++++ Input material ++++
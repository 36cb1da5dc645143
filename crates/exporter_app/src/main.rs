//! `post-exporter` entry point.

use std::sync::Arc;

use anyhow::{Context, Result};
use clap::Parser;
use exporter_core::Msg;
use exporter_engine::{ExportError, Exporter, ReqwestPostSource};
use exporter_logging::{export_debug, export_info, LogDestination};

mod cli;
mod config;
mod runner;

use cli::Args;
use config::{load_config, RunSettings};
use runner::ConsoleProgress;

#[tokio::main]
async fn main() -> Result<()> {
    // Parse first so --help and --version work without a logger.
    let args = Args::parse();

    let destination = if args.log_file {
        LogDestination::Both(exporter_logging::DEFAULT_LOG_FILE.into())
    } else {
        LogDestination::Terminal
    };
    exporter_logging::initialize(destination, args.log_level());
    export_debug!("{:?}", args);

    let config = load_config(args.config.as_deref());
    let settings = RunSettings::resolve(&args, &config)?;
    export_info!(
        "Exporting {} (offset {}, limit {}) into {:?}",
        settings.site,
        settings.pipeline.offset(),
        settings.pipeline.limit(),
        settings.output_dir
    );

    let source = ReqwestPostSource::new(settings.pipeline.base_url().clone(), settings.fetch)
        .context("failed to set up http client")?;
    let progress = Arc::new(ConsoleProgress::stdout(args.quiet));
    progress.dispatch(Msg::ExportStarted {
        site: settings.site.to_string(),
        offset: settings.pipeline.offset(),
        limit: settings.pipeline.limit(),
    });

    let exporter = Exporter::new(Arc::new(source), settings.pipeline, settings.options);
    match exporter
        .zip_posts_to_dir(&settings.output_dir, progress.clone())
        .await
    {
        Ok((path, summary)) => {
            export_info!("Wrote {} bytes to {:?}", summary.bytes_written, path);
            if !args.quiet {
                println!("saved {}", path.display());
            }
            Ok(())
        }
        Err(ExportError::NothingToExport) => {
            progress.dispatch(Msg::NothingToExport);
            Ok(())
        }
        Err(err) => Err(err).context(format!("export of {} failed", settings.site)),
    }?;

    export_debug!("Final state: {}", progress.view().summary_line());
    Ok(())
}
++++
▶ [Problem to solve]: Transcribe each entry exactly.

▶ [Output of the exercise]:
repository 36cb1da5dc645143
filename crates/exporter_app/src/main.rs
//! `post-exporter` entry point.

use std::sync::Arc;

use anyhow::{Context, Result};
use clap::Parser;
use exporter_core::Msg;
use exporter_engine::{ExportError, Exporter, ReqwestPostSource};
use exporter_logging::{export_debug, export_info, LogDestination};

mod cli;
mod config;
mod runner;

use cli::Args;
use config::{load_config, RunSettings};
use runner::ConsoleProgress;

#[tokio::main]
async fn main() -> Result<()> {
    // Parse first so --help and --version work without a logger.
    let args = Args::parse();

    let destination = if args.log_file {
        LogDestination::Both(exporter_logging::DEFAULT_LOG_FILE.into())
    } else {
        LogDestination::Terminal
    };
    exporter_logging::initialize(destination, args.log_level());
    export_debug!("{:?}", args);

    let config = load_config(args.config.as_deref());
    let settings = RunSettings::resolve(&args, &config)?;
    export_info!(
        "Exporting {} (offset {}, limit {}) into {:?}",
        settings.site,
        settings.pipeline.offset(),
        settings.pipeline.limit(),
        settings.output_dir
    );

    let source = ReqwestPostSource::new(settings.pipeline.base_url().clone(), settings.fetch)
        .context("failed to set up http client")?;
    let progress = Arc::new(ConsoleProgress::stdout(args.quiet));
    progress.dispatch(Msg::ExportStarted {
        site: settings.site.to_string(),
        offset: settings.pipeline.offset(),
        limit: settings.pipeline.limit(),
    });

    let exporter = Exporter::new(Arc::new(source), settings.pipeline, settings.options);
    match exporter
        .zip_posts_to_dir(&settings.output_dir, progress.clone())
        .await
    {
        Ok((path, summary)) => {
            export_info!("Wrote {} bytes to {:?}", summary.bytes_written, path);
            if !args.quiet {
                println!("saved {}", path.display());
            }
            Ok(())
        }
        Err(ExportError::NothingToExport) => {
            progress.dispatch(Msg::NothingToExport);
            Ok(())
        }
        Err(err) => Err(err).context(format!("export of {} failed", settings.site)),
    }?;

    export_debug!("Final state: {}", progress.view().summary_line());
    Ok(())
}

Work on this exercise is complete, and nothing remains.